**Records provided:**
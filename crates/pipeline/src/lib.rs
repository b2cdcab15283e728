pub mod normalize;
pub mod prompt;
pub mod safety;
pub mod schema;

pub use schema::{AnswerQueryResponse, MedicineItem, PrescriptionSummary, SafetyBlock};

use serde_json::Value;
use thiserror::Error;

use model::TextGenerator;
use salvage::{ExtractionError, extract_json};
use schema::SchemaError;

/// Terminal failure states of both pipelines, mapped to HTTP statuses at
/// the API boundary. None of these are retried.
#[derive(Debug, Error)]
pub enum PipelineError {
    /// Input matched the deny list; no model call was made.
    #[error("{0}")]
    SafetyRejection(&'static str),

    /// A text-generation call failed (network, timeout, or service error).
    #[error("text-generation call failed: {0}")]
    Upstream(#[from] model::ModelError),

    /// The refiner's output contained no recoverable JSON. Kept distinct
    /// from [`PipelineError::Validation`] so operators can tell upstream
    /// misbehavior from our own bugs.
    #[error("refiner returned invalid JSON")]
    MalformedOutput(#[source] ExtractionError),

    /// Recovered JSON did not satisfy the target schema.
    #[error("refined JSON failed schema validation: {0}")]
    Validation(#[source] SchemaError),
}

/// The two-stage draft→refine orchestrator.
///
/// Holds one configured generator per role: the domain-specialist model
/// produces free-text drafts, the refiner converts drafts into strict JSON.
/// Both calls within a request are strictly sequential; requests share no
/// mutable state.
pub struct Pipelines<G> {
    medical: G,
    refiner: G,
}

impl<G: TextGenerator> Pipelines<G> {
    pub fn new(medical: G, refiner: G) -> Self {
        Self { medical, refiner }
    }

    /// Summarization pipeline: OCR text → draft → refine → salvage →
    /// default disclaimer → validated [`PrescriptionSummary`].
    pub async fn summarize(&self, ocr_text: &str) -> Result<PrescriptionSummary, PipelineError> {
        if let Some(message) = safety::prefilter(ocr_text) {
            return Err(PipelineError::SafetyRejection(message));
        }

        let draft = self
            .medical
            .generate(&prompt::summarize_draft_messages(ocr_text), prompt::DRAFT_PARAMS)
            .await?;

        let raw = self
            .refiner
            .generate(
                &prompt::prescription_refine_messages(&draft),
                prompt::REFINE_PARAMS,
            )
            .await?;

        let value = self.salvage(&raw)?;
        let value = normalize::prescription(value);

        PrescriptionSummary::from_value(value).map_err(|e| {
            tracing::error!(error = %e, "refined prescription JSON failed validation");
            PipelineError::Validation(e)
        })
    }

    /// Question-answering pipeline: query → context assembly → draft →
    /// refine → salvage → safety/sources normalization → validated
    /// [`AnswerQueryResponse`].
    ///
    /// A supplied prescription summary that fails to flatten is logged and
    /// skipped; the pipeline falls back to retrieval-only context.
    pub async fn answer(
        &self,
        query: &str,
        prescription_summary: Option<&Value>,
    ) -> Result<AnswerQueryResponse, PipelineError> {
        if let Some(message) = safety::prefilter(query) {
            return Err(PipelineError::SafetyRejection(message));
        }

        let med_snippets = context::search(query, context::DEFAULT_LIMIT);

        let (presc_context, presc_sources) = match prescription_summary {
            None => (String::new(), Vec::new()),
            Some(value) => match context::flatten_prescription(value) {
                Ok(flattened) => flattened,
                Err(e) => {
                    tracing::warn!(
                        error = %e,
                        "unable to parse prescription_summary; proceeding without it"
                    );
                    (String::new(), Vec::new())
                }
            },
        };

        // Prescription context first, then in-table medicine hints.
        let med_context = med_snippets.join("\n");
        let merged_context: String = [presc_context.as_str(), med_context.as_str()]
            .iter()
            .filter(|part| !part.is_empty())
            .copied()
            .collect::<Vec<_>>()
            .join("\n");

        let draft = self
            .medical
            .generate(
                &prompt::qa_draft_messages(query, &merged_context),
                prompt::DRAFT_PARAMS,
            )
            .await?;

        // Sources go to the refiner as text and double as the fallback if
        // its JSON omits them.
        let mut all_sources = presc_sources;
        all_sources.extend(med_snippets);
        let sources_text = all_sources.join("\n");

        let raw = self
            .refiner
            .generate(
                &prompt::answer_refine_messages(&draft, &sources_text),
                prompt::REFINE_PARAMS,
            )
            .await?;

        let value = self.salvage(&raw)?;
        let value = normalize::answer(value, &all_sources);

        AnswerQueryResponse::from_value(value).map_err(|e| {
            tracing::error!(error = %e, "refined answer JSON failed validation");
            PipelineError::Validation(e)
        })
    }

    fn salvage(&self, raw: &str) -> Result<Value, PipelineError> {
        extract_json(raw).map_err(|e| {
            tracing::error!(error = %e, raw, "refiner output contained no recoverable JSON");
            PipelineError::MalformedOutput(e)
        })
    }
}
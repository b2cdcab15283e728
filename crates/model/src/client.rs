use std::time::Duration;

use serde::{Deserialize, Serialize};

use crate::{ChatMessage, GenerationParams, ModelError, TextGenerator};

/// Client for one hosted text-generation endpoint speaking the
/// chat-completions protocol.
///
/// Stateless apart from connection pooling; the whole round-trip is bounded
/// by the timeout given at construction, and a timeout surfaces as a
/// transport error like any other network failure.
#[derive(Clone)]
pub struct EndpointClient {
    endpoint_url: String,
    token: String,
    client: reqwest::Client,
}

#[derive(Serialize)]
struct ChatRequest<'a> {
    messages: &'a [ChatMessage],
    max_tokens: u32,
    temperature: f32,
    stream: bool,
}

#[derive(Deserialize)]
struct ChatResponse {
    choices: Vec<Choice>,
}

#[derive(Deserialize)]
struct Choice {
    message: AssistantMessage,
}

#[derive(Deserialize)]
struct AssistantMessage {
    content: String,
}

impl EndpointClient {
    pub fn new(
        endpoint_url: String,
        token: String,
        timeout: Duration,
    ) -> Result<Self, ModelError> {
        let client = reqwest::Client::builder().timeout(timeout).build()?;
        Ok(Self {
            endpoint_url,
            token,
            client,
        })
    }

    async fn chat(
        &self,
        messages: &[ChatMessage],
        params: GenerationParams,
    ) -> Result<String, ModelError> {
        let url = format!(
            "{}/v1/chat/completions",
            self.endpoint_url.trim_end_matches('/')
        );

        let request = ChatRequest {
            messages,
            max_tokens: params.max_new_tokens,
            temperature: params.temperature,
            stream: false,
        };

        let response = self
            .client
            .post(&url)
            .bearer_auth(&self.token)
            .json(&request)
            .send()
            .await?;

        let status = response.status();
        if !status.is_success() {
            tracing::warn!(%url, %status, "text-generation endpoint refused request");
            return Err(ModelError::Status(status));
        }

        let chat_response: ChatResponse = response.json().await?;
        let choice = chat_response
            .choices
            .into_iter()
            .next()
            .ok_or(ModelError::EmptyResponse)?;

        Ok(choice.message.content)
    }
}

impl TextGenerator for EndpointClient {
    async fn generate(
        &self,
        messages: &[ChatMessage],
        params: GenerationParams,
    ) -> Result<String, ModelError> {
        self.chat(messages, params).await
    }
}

**How to complete this task:** Reproduce every record above exactly as it appears.

**Problem solution:**
filename crates/pipeline/src/lib.rs
repository b2cdcab15283e728
pub mod normalize;
pub mod prompt;
pub mod safety;
pub mod schema;

pub use schema::{AnswerQueryResponse, MedicineItem, PrescriptionSummary, SafetyBlock};

use serde_json::Value;
use thiserror::Error;

use model::TextGenerator;
use salvage::{ExtractionError, extract_json};
use schema::SchemaError;

/// Terminal failure states of both pipelines, mapped to HTTP statuses at
/// the API boundary. None of these are retried.
#[derive(Debug, Error)]
pub enum PipelineError {
    /// Input matched the deny list; no model call was made.
    #[error("{0}")]
    SafetyRejection(&'static str),

    /// A text-generation call failed (network, timeout, or service error).
    #[error("text-generation call failed: {0}")]
    Upstream(#[from] model::ModelError),

    /// The refiner's output contained no recoverable JSON. Kept distinct
    /// from [`PipelineError::Validation`] so operators can tell upstream
    /// misbehavior from our own bugs.
    #[error("refiner returned invalid JSON")]
    MalformedOutput(#[source] ExtractionError),

    /// Recovered JSON did not satisfy the target schema.
    #[error("refined JSON failed schema validation: {0}")]
    Validation(#[source] SchemaError),
}

/// The two-stage draft→refine orchestrator.
///
/// Holds one configured generator per role: the domain-specialist model
/// produces free-text drafts, the refiner converts drafts into strict JSON.
/// Both calls within a request are strictly sequential; requests share no
/// mutable state.
pub struct Pipelines<G> {
    medical: G,
    refiner: G,
}

impl<G: TextGenerator> Pipelines<G> {
    pub fn new(medical: G, refiner: G) -> Self {
        Self { medical, refiner }
    }

    /// Summarization pipeline: OCR text → draft → refine → salvage →
    /// default disclaimer → validated [`PrescriptionSummary`].
    pub async fn summarize(&self, ocr_text: &str) -> Result<PrescriptionSummary, PipelineError> {
        if let Some(message) = safety::prefilter(ocr_text) {
            return Err(PipelineError::SafetyRejection(message));
        }

        let draft = self
            .medical
            .generate(&prompt::summarize_draft_messages(ocr_text), prompt::DRAFT_PARAMS)
            .await?;

        let raw = self
            .refiner
            .generate(
                &prompt::prescription_refine_messages(&draft),
                prompt::REFINE_PARAMS,
            )
            .await?;

        let value = self.salvage(&raw)?;
        let value = normalize::prescription(value);

        PrescriptionSummary::from_value(value).map_err(|e| {
            tracing::error!(error = %e, "refined prescription JSON failed validation");
            PipelineError::Validation(e)
        })
    }

    /// Question-answering pipeline: query → context assembly → draft →
    /// refine → salvage → safety/sources normalization → validated
    /// [`AnswerQueryResponse`].
    ///
    /// A supplied prescription summary that fails to flatten is logged and
    /// skipped; the pipeline falls back to retrieval-only context.
    pub async fn answer(
        &self,
        query: &str,
        prescription_summary: Option<&Value>,
    ) -> Result<AnswerQueryResponse, PipelineError> {
        if let Some(message) = safety::prefilter(query) {
            return Err(PipelineError::SafetyRejection(message));
        }

        let med_snippets = context::search(query, context::DEFAULT_LIMIT);

        let (presc_context, presc_sources) = match prescription_summary {
            None => (String::new(), Vec::new()),
            Some(value) => match context::flatten_prescription(value) {
                Ok(flattened) => flattened,
                Err(e) => {
                    tracing::warn!(
                        error = %e,
                        "unable to parse prescription_summary; proceeding without it"
                    );
                    (String::new(), Vec::new())
                }
            },
        };

        // Prescription context first, then in-table medicine hints.
        let med_context = med_snippets.join("\n");
        let merged_context: String = [presc_context.as_str(), med_context.as_str()]
            .iter()
            .filter(|part| !part.is_empty())
            .copied()
            .collect::<Vec<_>>()
            .join("\n");

        let draft = self
            .medical
            .generate(
                &prompt::qa_draft_messages(query, &merged_context),
                prompt::DRAFT_PARAMS,
            )
            .await?;

        // Sources go to the refiner as text and double as the fallback if
        // its JSON omits them.
        let mut all_sources = presc_sources;
        all_sources.extend(med_snippets);
        let sources_text = all_sources.join("\n");

        let raw = self
            .refiner
            .generate(
                &prompt::answer_refine_messages(&draft, &sources_text),
                prompt::REFINE_PARAMS,
            )
            .await?;

        let value = self.salvage(&raw)?;
        let value = normalize::answer(value, &all_sources);

        AnswerQueryResponse::from_value(value).map_err(|e| {
            tracing::error!(error = %e, "refined answer JSON failed validation");
            PipelineError::Validation(e)
        })
    }

    fn salvage(&self, raw: &str) -> Result<Value, PipelineError> {
        extract_json(raw).map_err(|e| {
            tracing::error!(error = %e, raw, "refiner output contained no recoverable JSON");
            PipelineError::MalformedOutput(e)
        })
    }
}
repository b2cdcab15283e728
filename crates/model/src/client.rs
use std::time::Duration;

use serde::{Deserialize, Serialize};

use crate::{ChatMessage, GenerationParams, ModelError, TextGenerator};

/// Client for one hosted text-generation endpoint speaking the
/// chat-completions protocol.
///
/// Stateless apart from connection pooling; the whole round-trip is bounded
/// by the timeout given at construction, and a timeout surfaces as a
/// transport error like any other network failure.
#[derive(Clone)]
pub struct EndpointClient {
    endpoint_url: String,
    token: String,
    client: reqwest::Client,
}

#[derive(Serialize)]
struct ChatRequest<'a> {
    messages: &'a [ChatMessage],
    max_tokens: u32,
    temperature: f32,
    stream: bool,
}

#[derive(Deserialize)]
struct ChatResponse {
    choices: Vec<Choice>,
}

#[derive(Deserialize)]
struct Choice {
    message: AssistantMessage,
}

#[derive(Deserialize)]
struct AssistantMessage {
    content: String,
}

impl EndpointClient {
    pub fn new(
        endpoint_url: String,
        token: String,
        timeout: Duration,
    ) -> Result<Self, ModelError> {
        let client = reqwest::Client::builder().timeout(timeout).build()?;
        Ok(Self {
            endpoint_url,
            token,
            client,
        })
    }

    async fn chat(
        &self,
        messages: &[ChatMessage],
        params: GenerationParams,
    ) -> Result<String, ModelError> {
        let url = format!(
            "{}/v1/chat/completions",
            self.endpoint_url.trim_end_matches('/')
        );

        let request = ChatRequest {
            messages,
            max_tokens: params.max_new_tokens,
            temperature: params.temperature,
            stream: false,
        };

        let response = self
            .client
            .post(&url)
            .bearer_auth(&self.token)
            .json(&request)
            .send()
            .await?;

        let status = response.status();
        if !status.is_success() {
            tracing::warn!(%url, %status, "text-generation endpoint refused request");
            return Err(ModelError::Status(status));
        }

        let chat_response: ChatResponse = response.json().await?;
        let choice = chat_response
            .choices
            .into_iter()
            .next()
            .ok_or(ModelError::EmptyResponse)?;

        Ok(choice.message.content)
    }
}

impl TextGenerator for EndpointClient {
    async fn generate(
        &self,
        messages: &[ChatMessage],
        params: GenerationParams,
    ) -> Result<String, ModelError> {
        self.chat(messages, params).await
    }
}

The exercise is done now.